How to remove leading spaces from strings in a dataseries/list?

Question

I am doing a network analysis via networks and noticed that some of the nodes are being treated differently just because they have extra spaces (leading).

I tried to remove the spaces using the following codes but I cannot seem to make the output become strings again.

rhedge = pd.read_csv(r"final.edge.csv")
rhedge

_________________
 source | to
 niala  | Sana, Sana
 Wacko  | Ana, Aisa

rhedge['to'][1]
'Sana, Sana'

rhedge['splitted_users2'] = rhedge['to'].apply(lambda x:x.split(','))

#I need to split them so they will be included as different nodes

The problem is with the next code

rhedge['splitted_users2'][1]
['Sana', ' Sana']

As you can see the second Sana has a leading space.

I tried to do this:

split_users = []

for i in split:
    row = [x.strip() for x in i]
    split_users.append(row)

pd.Series(split_users)

But when I am trying to split them by "," again, it won't allow me because the dataset is now list. I believe that splitting them would make networks treat them as one node as opposed to creating a different node for one with a leading space.

THANK YOU

Trenton McKinney · Accepted Answer · 2020-05-06T15:31:13.890

Changing the `lambda` expression

import pandas pd

# dataframe creation
df = pd.DataFrame({'source': ['niala', 'Wacko'], 'to': ['Sana, Sana', 'Ana, Aisa']})

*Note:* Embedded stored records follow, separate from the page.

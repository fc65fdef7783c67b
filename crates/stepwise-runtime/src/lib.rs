pub mod db;
pub mod migrations;
pub mod store;

pub use db::Database;
pub use migrations::{
    load_catalog_from_dir, load_migrations_from_dir, MigrationRunner, MigrationStatus, RunReport,
    SqlMigration, VersionStore,
};
pub use store::{MemoryScope, MemoryStore, MigrationStore, PgScope, PgStore};
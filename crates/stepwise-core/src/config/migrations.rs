use serde::{Deserialize, Serialize};

/// Default settings key holding the version record.
pub const DEFAULT_VERSION_KEY: &str = "migration_version";

/// Migration runner configuration.
#[derive(Debug, Clone, Serialize, Deserialize)]
pub struct MigrationsConfig {
    /// Directory holding `*.sql` migration files.
    #[serde(default = "default_dir")]
    pub dir: String,

    /// Settings key under which the version record is stored.
    #[serde(default = "default_version_key")]
    pub version_key: String,

    /// Hold an exclusive store lock for the whole run.
    #[serde(default = "default_lock")]
    pub lock: bool,
}

impl Default for MigrationsConfig {
    fn default() -> Self {
        Self {
            dir: default_dir(),
            version_key: default_version_key(),
            lock: default_lock(),
        }
    }
}

fn default_dir() -> String {
    "migrations".to_string()
}

fn default_version_key() -> String {
    DEFAULT_VERSION_KEY.to_string()
}

fn default_lock() -> bool {
    true
}
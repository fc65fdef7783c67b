//! Storage collaborators the runner drives.
//!
//! A backend hands out transactional scopes, persists small JSON settings
//! values and optionally provides an exclusive lock for a whole run.

mod memory;
mod postgres;

pub use memory::{MemoryScope, MemoryStore};
pub use postgres::{PgScope, PgStore, SETTINGS_TABLE};

use stepwise_core::{BoxFuture, Result};

/// Transactional key/value backend used by the version store and runner.
pub trait MigrationStore: Send + Sync + 'static {
    /// Atomic unit of work. Dropping a scope without committing discards it.
    type Scope: Send + 'static;
    /// Proof of holding the run lock.
    type Lock: Send;

    /// Open a fresh scope.
    fn begin(&self) -> BoxFuture<'_, Result<Self::Scope>>;

    /// Make the scope's effects durable.
    fn commit(&self, scope: Self::Scope) -> BoxFuture<'_, Result<()>>;

    /// Discard the scope's effects.
    fn rollback(&self, scope: Self::Scope) -> BoxFuture<'_, Result<()>>;

    /// Read the setting at `key`, inserting `default` first if it is absent.
    /// Runs outside any scope.
    fn load_or_init_setting<'a>(
        &'a self,
        key: &'a str,
        default: serde_json::Value,
    ) -> BoxFuture<'a, Result<serde_json::Value>>;

    /// Write the setting at `key` as part of `scope`.
    fn store_setting<'a>(
        &'a self,
        scope: &'a mut Self::Scope,
        key: &'a str,
        value: serde_json::Value,
    ) -> BoxFuture<'a, Result<()>>;

    /// Block until no other runner holds the lock, then take it.
    fn lock(&self) -> BoxFuture<'_, Result<Self::Lock>>;

    /// Release a lock taken with [`MigrationStore::lock`].
    fn unlock(&self, lock: Self::Lock) -> BoxFuture<'_, Result<()>>;
}
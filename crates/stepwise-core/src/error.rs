use thiserror::Error;

/// Core error type for Stepwise operations.
#[derive(Error, Debug)]
pub enum StepwiseError {
    #[error("Configuration error: {0}")]
    Config(String),

    /// Reading or writing the version record, or managing the underlying
    /// connection, failed.
    #[error("Persistence error: {0}")]
    Persistence(String),

    /// A specific migration could not be applied, recorded or committed.
    #[error("Migration {index} ({name}) failed: {cause}")]
    MigrationFailed {
        name: String,
        index: u64,
        #[source]
        cause: Box<StepwiseError>,
    },

    /// Free-form failure raised from inside a migration body.
    #[error("{0}")]
    Apply(String),

    #[error("Serialization error: {0}")]
    Serialization(String),

    #[error("IO error: {0}")]
    Io(#[from] std::io::Error),

    #[error("SQL error: {0}")]
    Sql(#[from] sqlx::Error),

    #[error("Invalid argument: {0}")]
    InvalidArgument(String),
}

impl StepwiseError {
    /// Wrap `cause` as the failure of the migration at `index`.
    pub fn migration_failed(name: impl Into<String>, index: u64, cause: StepwiseError) -> Self {
        StepwiseError::MigrationFailed {
            name: name.into(),
            index,
            cause: Box::new(cause),
        }
    }

    /// Name of the failed migration, if this is a migration failure.
    pub fn failed_migration(&self) -> Option<&str> {
        match self {
            StepwiseError::MigrationFailed { name, .. } => Some(name),
            _ => None,
        }
    }
}

impl From<serde_json::Error> for StepwiseError {
    fn from(e: serde_json::Error) -> Self {
        StepwiseError::Serialization(e.to_string())
    }
}

/// Result type alias using StepwiseError.
pub type Result<T> = std::result::Result<T, StepwiseError>;

#[cfg(test)]
mod tests {
    use super::*;
    use std::error::Error as _;

    #[test]
    fn test_migration_failed_names_step() {
        let err = StepwiseError::migration_failed(
            "0002_add_tags",
            2,
            StepwiseError::Apply("column exists".into()),
        );

        assert_eq!(err.failed_migration(), Some("0002_add_tags"));
        assert_eq!(
            err.to_string(),
            "Migration 2 (0002_add_tags) failed: column exists"
        );
        assert!(err.source().is_some());
    }

    #[test]
    fn test_failed_migration_none_for_other_errors() {
        let err = StepwiseError::Persistence("connection refused".into());
        assert!(err.failed_migration().is_none());
    }

    #[test]
    fn test_from_serde_json_error() {
        let parse: std::result::Result<serde_json::Value, _> = serde_json::from_str("{");
        let err: StepwiseError = parse.unwrap_err().into();
        assert!(matches!(err, StepwiseError::Serialization(_)));
    }
}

# split and strip with a list comprehension
df['splitted_users2'] = df['to'].apply(lambda x:[y.strip() for y in x.split(',')])

print(df['splitted_users2'][0])

>>> ['Sana', 'Sana']

Alternatively

Option 1

Split on ', ' instead of ','

df['to'] = df['to'].str.split(', ')

Option 2

Replace ' ' with '' and then split on ','
This has the benefit of removing any whitespace around either name (e.g. [' Sana, Sana', ' Ana, Aisa'])

df['to'] = df['to'].str.replace(' ', '').str.split(',')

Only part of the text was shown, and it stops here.